[Start of section]

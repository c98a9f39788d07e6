//! Custom error types for the preparation pipeline.
//!
//! Every failure is returned as a value built with `thiserror`. Each variant
//! has a stable [`PrepError::error_code`] so a frontend can react to specific
//! kinds without parsing messages.
//!
//! Errors are serializable as `{ "code", "message" }` for IPC boundaries.

use serde::Serialize;
use serde::ser::SerializeStruct;
use thiserror::Error;

/// The main error type for table operations and the pipeline state.
#[derive(Error, Debug)]
pub enum PrepError {
    /// Column was not found in the table.
    #[error("Column '{0}' not found in table")]
    UnknownColumn(String),

    /// A numeric statistic was requested on a column that is not numeric.
    #[error("Column '{column}' has type {dtype}, expected a numeric column")]
    NonNumericColumn { column: String, dtype: String },

    /// Zero variance or zero range makes the requested operation undefined.
    #[error("Column '{column}' is degenerate: {reason}")]
    DegenerateColumn { column: String, reason: String },

    /// The operation requires at least one column but none were given.
    #[error("Operation '{0}' requires at least one column")]
    EmptySelection(&'static str),

    /// An outlier index set was used against a table it was not computed from.
    #[error(
        "Outlier index set for column '{column}' was computed against table generation \
         {expected}, but the current table is generation {actual}"
    )]
    StaleIndexSet {
        column: String,
        expected: u64,
        actual: u64,
    },

    /// An operation would produce a column name that already exists.
    #[error("Column '{0}' already exists in table")]
    DuplicateColumn(String),

    /// No present values found in a column for computation.
    #[error("No valid values found in column '{0}'")]
    NoValidValues(String),

    /// A parameter is out of its valid domain.
    #[error("Invalid parameter: {0}")]
    InvalidParameter(String),

    /// The pipeline state holds no table yet.
    #[error("No data loaded")]
    NoDataLoaded,

    /// Invalid configuration provided.
    #[error("Invalid configuration: {0}")]
    InvalidConfig(#[from] crate::config::ConfigValidationError),

    /// IO error wrapper.
    #[error("IO error: {0}")]
    Io(#[from] std::io::Error),

    /// Polars error wrapper.
    #[error("Polars error: {0}")]
    Polars(#[from] polars::error::PolarsError),

    /// JSON serialization/deserialization error.
    #[error("JSON error: {0}")]
    Json(#[from] serde_json::Error),

    /// Generic error with context.
    #[error("{context}: {source}")]
    WithContext {
        context: String,
        #[source]
        source: Box<PrepError>,
    },
}

impl PrepError {
    /// Add context to an error.
    pub fn with_context(self, context: impl Into<String>) -> Self {
        PrepError::WithContext {
            context: context.into(),
            source: Box::new(self),
        }
    }

    /// Get error code for frontend handling.
    pub fn error_code(&self) -> &'static str {
        match self {
            Self::UnknownColumn(_) => "UNKNOWN_COLUMN",
            Self::NonNumericColumn { .. } => "NON_NUMERIC_COLUMN",
            Self::DegenerateColumn { .. } => "DEGENERATE_COLUMN",
            Self::EmptySelection(_) => "EMPTY_SELECTION",
            Self::StaleIndexSet { .. } => "STALE_INDEX_SET",
            Self::DuplicateColumn(_) => "DUPLICATE_COLUMN",
            Self::NoValidValues(_) => "NO_VALID_VALUES",
            Self::InvalidParameter(_) => "INVALID_PARAMETER",
            Self::NoDataLoaded => "NO_DATA_LOADED",
            Self::InvalidConfig(_) => "INVALID_CONFIG",
            Self::Io(_) => "IO_ERROR",
            Self::Polars(_) => "POLARS_ERROR",
            Self::Json(_) => "JSON_ERROR",
            Self::WithContext { source, .. } => source.error_code(),
        }
    }

    /// Strip any context wrappers and return the underlying error.
    pub fn root(&self) -> &PrepError {
        match self {
            Self::WithContext { source, .. } => source.root(),
            other => other,
        }
    }

    /// Check if this error is caused by user input rather than by the data
    /// or the environment. Such errors can be fixed by changing the request.
    pub fn is_user_error(&self) -> bool {
        matches!(
            self.root(),
            Self::UnknownColumn(_)
                | Self::EmptySelection(_)
                | Self::StaleIndexSet { .. }
                | Self::DuplicateColumn(_)
                | Self::InvalidParameter(_)
                | Self::NoDataLoaded
                | Self::InvalidConfig(_)
        )
    }

    pub(crate) fn non_numeric(column: &str, dtype: &polars::prelude::DataType) -> Self {
        Self::NonNumericColumn {
            column: column.to_string(),
            dtype: dtype.to_string(),
        }
    }

    pub(crate) fn degenerate(column: &str, reason: impl Into<String>) -> Self {
        Self::DegenerateColumn {
            column: column.to_string(),
            reason: reason.into(),
        }
    }
}

/// Errors are serialized as a struct with `code` and `message` fields.
impl Serialize for PrepError {
    fn serialize<S>(&self, serializer: S) -> std::result::Result<S::Ok, S::Error>
    where
        S: serde::Serializer,
    {
        let mut state = serializer.serialize_struct("PrepError", 2)?;
        state.serialize_field("code", &self.error_code())?;
        state.serialize_field("message", &self.to_string())?;
        state.end()
    }
}

/// Result type alias for preparation operations.
pub type Result<T> = std::result::Result<T, PrepError>;

/// Extension trait for adding context to Results.
pub trait ResultExt<T> {
    /// Add context to an error result.
    fn context(self, context: impl Into<String>) -> Result<T>;
}

impl<T> ResultExt<T> for Result<T> {
    fn context(self, context: impl Into<String>) -> Result<T> {
        self.map_err(|e| e.with_context(context))
    }
}

impl<T> ResultExt<T> for std::result::Result<T, polars::error::PolarsError> {
    fn context(self, context: impl Into<String>) -> Result<T> {
        self.map_err(|e| PrepError::Polars(e).with_context(context))
    }
}
//! Outlier engine.
//!
//! Detection produces an [`OutlierIndexSet`] for one column of one table
//! snapshot; treatments consume it to remove the flagged rows or to replace
//! the flagged cells with the median of the remaining values.

mod detection;
mod treatment;

pub use detection::{
    DetectionMethod, DetectionStats, IqrDetector, OutlierDetector, OutlierIndexSet,
    ZScoreDetector, detect_outliers_iqr, detect_outliers_zscore,
};
pub use treatment::{remove_outliers, transform_outliers};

[End of section]

**Task goal:** Scan the entries above and return each line that holds "computed".

**Solution below:**
    /// An outlier index set was used against a table it was not computed from.
        "Outlier index set for column '{column}' was computed against table generation \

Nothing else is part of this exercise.